LEVEL’s work is all volunteer; Tigano has no staff yet. The money raised has gone toward buying and rehabilitating homes. Tigano has no doubt about succeeding, but it’s slow going until he can raise more money. There’s some urgency, since out-of-state investors and those in other countries often snatch up low-priced real estate.

“It’s the fierce urgency of now,” Tigano says. “We are late to the game.”

Tigano’s goal is to renovate 15 to 25 homes a year in McKees Rocks, and eventually to do the same elsewhere in Pittsburgh and the surrounding area.

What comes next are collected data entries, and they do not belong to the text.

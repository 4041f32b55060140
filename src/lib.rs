//! Become root in a new user namespace, as an unprivileged user.
//!
//! Call [`become_root_in_user_ns`] early in `main`. The first time through, it re-executes the
//! program inside a fresh user namespace with the caller mapped to root, waits for that copy to
//! finish, and reports its exit code. Inside the namespace, the same call returns straight away
//! and the program carries on as root.
//!
//! [`find_child_namespace`] locates the user namespace of an already-running container process,
//! relative to our own, so it can be joined.

mod libc_util;

mod error;
mod id_map;
mod install;
mod launcher;
mod reexec;
mod signals;
mod state;
mod subid;
mod userns;

pub use error::{Error, ResolveError, Result};
pub use id_map::{IdMap, IdMapping, IdMappings};
pub use install::{helper_args, InstallReport, MappingInstaller, MappingMethod};
pub use launcher::{CloneLauncher, Launcher};
pub use reexec::{become_root_in_user_ns, Reexec, RexecResult, SyncPipe};
pub use signals::SignalProxy;
pub use state::{Configured, HostIds, NamespaceState};
pub use subid::{resolve_mappings, IdentityProvider, SubIdFiles};
pub use userns::{
    find_child_namespace, find_child_namespace_in, NamespaceHandle, NamespaceSource,
    ProcNamespaces,
};

/// Environment variables understood by [`NamespaceState::from_env`].
pub mod env {
    pub use crate::state::{
        ALLOW_SINGLE_MAPPING_ENV, CONFIGURED_ENV, ROOTLESS_UID_ENV, USER_ENV,
    };
}

/// In test builds, use alloc_counter to verify at runtime that the functions which must be
/// async-signal-safe do not allocate.
#[cfg(debug_assertions)]
#[global_allocator]
static ALLOC: alloc_counter::AllocCounterSystem = alloc_counter::AllocCounterSystem;
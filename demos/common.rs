use tracing_subscriber::filter::LevelFilter;
use tracing_subscriber::fmt::format::FmtSpan;

/// Log to stderr, filtered by `RUST_LOG`, defaulting to debug.
///
/// Both the original process and its re-executed copy log here, so each line carries the pid.
pub fn configure_logging() {
    let env_filter = tracing_subscriber::EnvFilter::builder()
        .with_default_directive(LevelFilter::DEBUG.into())
        .from_env_lossy();
    tracing_subscriber::fmt()
        .with_env_filter(env_filter)
        .with_writer(std::io::stderr)
        .with_timer(tracing_subscriber::fmt::time::Uptime::default())
        .with_span_events(FmtSpan::CLOSE)
        .with_target(false)
        .init();
    tracing::debug!(pid = std::process::id(), "logging configured");
}
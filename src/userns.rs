//! Finding which of our child user namespaces a process descends from.
//!
//! Each container gets a user namespace of its own, created as a child of ours. Processes in the
//! container may have created further user namespaces below that one, so the namespace read
//! from a container process's pid can sit several levels down:
//!
//! ```text
//!                       current ns
//!                        /      \
//!          wanted ->    a    [other containers]
//!                      /
//!                     b
//!                    /
//!    read from pid ->  c
//! ```

use std::ffi::c_ulong;
use std::io;
use std::os::fd::{AsFd, AsRawFd, BorrowedFd, FromRawFd, IntoRawFd, OwnedFd, RawFd};
use std::os::unix::fs::OpenOptionsExt;
use std::path::PathBuf;

use tracing::{debug, span, Level};

use crate::error::{Error, Result};

/// `ioctl(2)` request returning a descriptor for the parent of a user namespace.
const NS_GET_PARENT: c_ulong = 0xb702;

/// The kernel limits user namespace nesting to 32 levels.
const MAX_DEPTH: usize = 32;

/// An open user namespace, along with its identity (e.g. `user:[4026531837]`).
///
/// The descriptor stays open across `exec(2)`, so it can be handed to a program that joins
/// the namespace. It is closed on drop.
#[derive(Debug)]
pub struct NamespaceHandle {
    fd: OwnedFd,
    identity: String,
}

impl NamespaceHandle {
    pub fn identity(&self) -> &str {
        &self.identity
    }
}

impl AsFd for NamespaceHandle {
    fn as_fd(&self) -> BorrowedFd<'_> {
        self.fd.as_fd()
    }
}

impl AsRawFd for NamespaceHandle {
    fn as_raw_fd(&self) -> RawFd {
        self.fd.as_raw_fd()
    }
}

impl IntoRawFd for NamespaceHandle {
    fn into_raw_fd(self) -> RawFd {
        self.fd.into_raw_fd()
    }
}

impl From<NamespaceHandle> for OwnedFd {
    fn from(handle: NamespaceHandle) -> OwnedFd {
        handle.fd
    }
}

/// Access to user namespaces and their ancestry.
///
/// Handles are owned: dropping one releases whatever it refers to.
pub trait NamespaceSource {
    type Handle;

    /// Identity of the caller's own user namespace.
    fn current(&self) -> io::Result<String>;

    /// Open the user namespace of `pid`.
    fn open(&self, pid: libc::pid_t) -> io::Result<Self::Handle>;

    fn identity(&self, ns: &Self::Handle) -> io::Result<String>;

    /// Open the parent of `ns`.
    fn parent(&self, ns: &Self::Handle) -> io::Result<Self::Handle>;

    /// Make `ns` survive `exec(2)`.
    fn inherit(&self, ns: &Self::Handle) -> io::Result<()>;
}

/// User namespaces as the kernel exposes them under `/proc`.
#[derive(Debug, Clone)]
pub struct ProcNamespaces {
    proc_root: PathBuf,
}

impl Default for ProcNamespaces {
    fn default() -> Self {
        ProcNamespaces {
            proc_root: PathBuf::from("/proc"),
        }
    }
}

impl NamespaceSource for ProcNamespaces {
    type Handle = OwnedFd;

    fn current(&self) -> io::Result<String> {
        link_target(self.proc_root.join("self/ns/user"))
    }

    fn open(&self, pid: libc::pid_t) -> io::Result<OwnedFd> {
        let path = self.proc_root.join(pid.to_string()).join("ns/user");
        let file = std::fs::OpenOptions::new()
            .read(true)
            .custom_flags(libc::O_CLOEXEC)
            .open(path)?;
        Ok(file.into())
    }

    fn identity(&self, ns: &OwnedFd) -> io::Result<String> {
        link_target(self.proc_root.join(format!("self/fd/{}", ns.as_raw_fd())))
    }

    fn parent(&self, ns: &OwnedFd) -> io::Result<OwnedFd> {
        let fd @ 0.. = (unsafe { libc::ioctl(ns.as_raw_fd(), NS_GET_PARENT as _) }) else {
            return Err(io::Error::last_os_error());
        };
        Ok(unsafe { OwnedFd::from_raw_fd(fd) })
    }

    fn inherit(&self, ns: &OwnedFd) -> io::Result<()> {
        let 0.. = (unsafe { libc::fcntl(ns.as_raw_fd(), libc::F_SETFD, 0) }) else {
            return Err(io::Error::last_os_error());
        };
        Ok(())
    }
}

fn link_target(path: PathBuf) -> io::Result<String> {
    let target = std::fs::read_link(path)?;
    Ok(target.to_string_lossy().into_owned())
}

/// Find the user namespace that is a direct child of ours and an ancestor of (or equal to) the
/// user namespace of `pid`.
///
/// The returned descriptor is not close-on-exec.
pub fn find_child_namespace(pid: libc::pid_t) -> Result<NamespaceHandle> {
    let (fd, identity) = find_child_namespace_in(&ProcNamespaces::default(), pid)?;
    Ok(NamespaceHandle { fd, identity })
}

/// [`find_child_namespace`] against any [`NamespaceSource`], returning the handle and its
/// identity.
///
/// Only one handle is held at a time besides the one being examined; each is dropped as soon as
/// we step past it, whichever way we return.
pub fn find_child_namespace_in<S: NamespaceSource>(
    source: &S,
    pid: libc::pid_t,
) -> Result<(S::Handle, String)> {
    let span = span!(Level::DEBUG, "find_child_namespace", pid);
    let _span_guard = span.enter();

    let current = source
        .current()
        .map_err(Error::walk("cannot read current user namespace"))?;

    let mut held = source
        .open(pid)
        .map_err(Error::walk("cannot open user namespace of process"))?;
    let mut held_identity = source
        .identity(&held)
        .map_err(Error::walk("cannot read user namespace"))?;
    if held_identity == current {
        return Err(Error::SameNamespace { pid });
    }

    for _ in 0..MAX_DEPTH {
        let parent = source
            .parent(&held)
            .map_err(Error::walk("cannot get parent user namespace"))?;
        let parent_identity = source
            .identity(&parent)
            .map_err(Error::walk("cannot read user namespace"))?;

        if parent_identity == current {
            drop(parent);
            source
                .inherit(&held)
                .map_err(Error::walk("cannot clear close-on-exec"))?;
            debug!(identity = %held_identity, "found child user namespace");
            return Ok((held, held_identity));
        }

        debug!(identity = %parent_identity, "stepping up");
        held = parent;
        held_identity = parent_identity;
    }

    Err(Error::AncestryWalk {
        context: "user namespaces nested too deeply",
        source: io::Error::from_raw_os_error(libc::ELOOP),
    })
}
/// An ordered list of ID ranges mapped into a user namespace.
#[derive(Clone, Debug, Default, PartialEq, Eq)]
pub struct IdMap {
    mappings: Vec<IdMapping>,
}

/// Map the range of IDs `[container_id, container_id + size) --> [host_id, host_id + size)`
#[derive(Clone, Debug, Copy, Eq, PartialEq)]
pub struct IdMapping {
    pub container_id: u32,
    pub host_id: u32,
    pub size: u32,
}

/// UID and GID ranges resolved for one re-exec attempt.
///
/// Empty maps mean only the caller's own UID and GID get mapped.
#[derive(Clone, Debug, Default, PartialEq, Eq)]
pub struct IdMappings {
    pub uids: IdMap,
    pub gids: IdMap,
}

impl IdMap {
    pub fn new() -> IdMap {
        IdMap {
            mappings: Vec::new(),
        }
    }

    /// A map containing only `host_id` as container ID 0.
    pub fn single(host_id: u32) -> IdMap {
        let mut map = Self::new();
        map.map_one(host_id, 0);
        map
    }

    pub fn map_one(&mut self, host_id: u32, container_id: u32) {
        self.map_many(host_id, container_id, 1);
    }

    pub fn map_many(&mut self, host_id: u32, container_id: u32, size: u32) {
        if size == 0 {
            return;
        }
        self.mappings.push(IdMapping {
            container_id,
            host_id,
            size,
        });
    }

    pub fn is_empty(&self) -> bool {
        self.mappings.is_empty()
    }

    pub fn iter(&self) -> impl Iterator<Item = &IdMapping> {
        self.mappings.iter()
    }

    /// Triplets handed to `newuidmap`/`newgidmap`: `host_id` becomes container root, and every
    /// range in this map moves up by one to make room for it.
    pub fn helper_triplets(&self, host_id: u32) -> Vec<IdMapping> {
        let root = IdMapping {
            container_id: 0,
            host_id,
            size: 1,
        };
        std::iter::once(root)
            .chain(self.mappings.iter().map(|m| IdMapping {
                container_id: m.container_id + 1,
                ..*m
            }))
            .collect()
    }

    /// Format the [`IdMap`] in the style of a `/proc/PID/uid_map` or `/proc/PID/gid_map` file.
    pub fn into_idmap_file_contents(&self) -> String {
        let mut contents = String::new();
        for mapping in &self.mappings {
            contents.push_str(&format!(
                "{} {} {}\n",
                mapping.container_id, mapping.host_id, mapping.size
            ));
        }
        contents
    }
}
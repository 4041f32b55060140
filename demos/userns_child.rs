//! # Demo: Find a container's user namespace
//!
//! Given the pid of a process running in a container, finds the container's user namespace (the
//! child of ours that the process descends from) and runs `nsenter` in it.
//!
//! ```text
//! cargo run --example userns_child -- <pid> [command...]
//! ```

use std::os::fd::AsRawFd;
use std::process::Command;

use eyre::{eyre, WrapErr};
use tracing::info;

mod common;

pub fn main() -> eyre::Result<()> {
    common::configure_logging();

    let mut args = std::env::args().skip(1);
    let pid: libc::pid_t = args
        .next()
        .ok_or_else(|| eyre!("usage: userns_child <pid> [command...]"))?
        .parse()
        .wrap_err("pid must be a number")?;

    let ns = rootless::find_child_namespace(pid)
        .wrap_err_with(|| format!("failed to find the user namespace of {pid}"))?;
    info!(identity = ns.identity(), fd = ns.as_raw_fd(), "found user namespace");

    let command: Vec<String> = args.collect();
    if command.is_empty() {
        println!("{}", ns.identity());
        return Ok(());
    }

    // The descriptor survives exec, so nsenter can join it through our /proc entry.
    let status = Command::new("nsenter")
        .arg(format!("--user=/proc/self/fd/{}", ns.as_raw_fd()))
        .arg("--preserve-credentials")
        .args(&command)
        .status()
        .wrap_err("failed to run nsenter")?;
    std::process::exit(status.code().unwrap_or(1));
}
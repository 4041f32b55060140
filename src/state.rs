//! Process-level facts about whether we're already inside our own user namespace.

use std::collections::HashMap;

/// Marker recording that the user namespace has been configured. Absent in the original
/// process, `init` in a freshly re-executed child, `done` once that child has settled in.
pub const CONFIGURED_ENV: &str = "_ROOTLESS_USERNS_CONFIGURED";

/// The caller's UID in the parent user namespace, passed down to the re-executed child.
pub const ROOTLESS_UID_ENV: &str = "_ROOTLESS_UID";

/// Username used to look up sub-UID/sub-GID ranges.
pub const USER_ENV: &str = "USER";

/// If set, a failed range lookup falls back to mapping only the caller's own UID/GID.
pub const ALLOW_SINGLE_MAPPING_ENV: &str = "ROOTLESS_ALLOW_SINGLE_ID_MAPPING";

/// Value of the configuration marker.
#[derive(Debug, Clone, Copy, PartialEq, Eq)]
pub enum Configured {
    /// We were just re-executed into the namespace and have not marked ourselves yet.
    Init,
    Done,
}

/// Real IDs of the calling process on the host.
#[derive(Debug, Clone, Copy, PartialEq, Eq)]
pub struct HostIds {
    pub uid: u32,
    pub gid: u32,
    pub euid: u32,
}

impl HostIds {
    pub fn current() -> HostIds {
        unsafe {
            HostIds {
                uid: libc::getuid(),
                gid: libc::getgid(),
                euid: libc::geteuid(),
            }
        }
    }
}

/// Everything the bootstrap consults about the calling process, captured once at startup.
#[derive(Debug, Clone)]
pub struct NamespaceState {
    ids: HostIds,
    configured: Option<Configured>,
    rootless_uid: Option<String>,
    user: Option<String>,
    allow_single_mapping: bool,
    skip_storage_setup: bool,
}

impl NamespaceState {
    /// Capture the state of the current process from its real IDs and environment.
    pub fn from_env() -> NamespaceState {
        let vars = std::env::vars_os()
            .filter_map(|(k, v)| Some((k.into_string().ok()?, v.into_string().ok()?)));
        NamespaceState::from_vars(HostIds::current(), vars)
    }

    /// Build the state from explicit IDs and environment variables.
    pub fn from_vars(
        ids: HostIds,
        vars: impl IntoIterator<Item = (impl Into<String>, impl Into<String>)>,
    ) -> NamespaceState {
        let mut vars: HashMap<String, String> = vars
            .into_iter()
            .map(|(k, v)| (k.into(), v.into()))
            .filter(|(_, v)| !v.is_empty())
            .collect();

        let configured = vars.remove(CONFIGURED_ENV).map(|v| match v.as_str() {
            "init" => Configured::Init,
            _ => Configured::Done,
        });

        NamespaceState {
            ids,
            configured,
            rootless_uid: vars.remove(ROOTLESS_UID_ENV),
            user: vars.remove(USER_ENV),
            allow_single_mapping: vars.contains_key(ALLOW_SINGLE_MAPPING_ENV),
            skip_storage_setup: false,
        }
    }

    pub fn ids(&self) -> HostIds {
        self.ids
    }

    pub fn configured(&self) -> Option<Configured> {
        self.configured
    }

    /// True unless we are host root and nobody has configured a namespace for us.
    pub fn is_rootless(&self) -> bool {
        self.ids.uid != 0 || self.configured.is_some()
    }

    /// The UID of the user in the parent user namespace.
    ///
    /// A malformed override is ignored in favor of the real UID.
    pub fn rootless_uid(&self) -> u32 {
        self.rootless_uid
            .as_deref()
            .and_then(|uid| uid.parse().ok())
            .unwrap_or(self.ids.uid)
    }

    pub fn user(&self) -> Option<&str> {
        self.user.as_deref()
    }

    pub fn allow_single_mapping(&self) -> bool {
        self.allow_single_mapping
    }

    /// Tell the engine not to set up its storage.
    pub fn set_skip_storage_setup(&mut self, skip: bool) {
        self.skip_storage_setup = skip;
    }

    pub fn skip_storage_setup(&self) -> bool {
        self.skip_storage_setup
    }

    /// Record that this process has finished settling into the namespace, both here and in the
    /// environment inherited by our own children.
    pub fn mark_configured(&mut self) {
        std::env::set_var(CONFIGURED_ENV, "done");
        self.configured = Some(Configured::Done);
    }
}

“I want to own hundreds of properties,” he says. “If you came back three years later, the addresses would be different, because I’ve sold them, but I’d still own hundreds of properties … We need to be invited in by a community, the municipality or a nonprofit. We don’t want to be an outsider pushing our way in.”

Increasing the number of homeowners in a community can change other outcomes, Tigano says, including health, education and workforce.

“So many of the things that are socially valuable, those things all improve with homeownership,” he says. “These outcomes are not insignificant; they are measurable. I’ve made the commitment to McKees Rocks for at least five years. If we can do 100 homes, if we start to diligently and intentionally move through these priority areas, we think there are some really exciting things. We can create equity for the community, for homeowners, for neighbors. If we’re successful at this, we think we can do something very powerful in McKees Rocks.”

Sandra Tolliver is a freelance writer, editor and public relations professional in Upper St. Clair.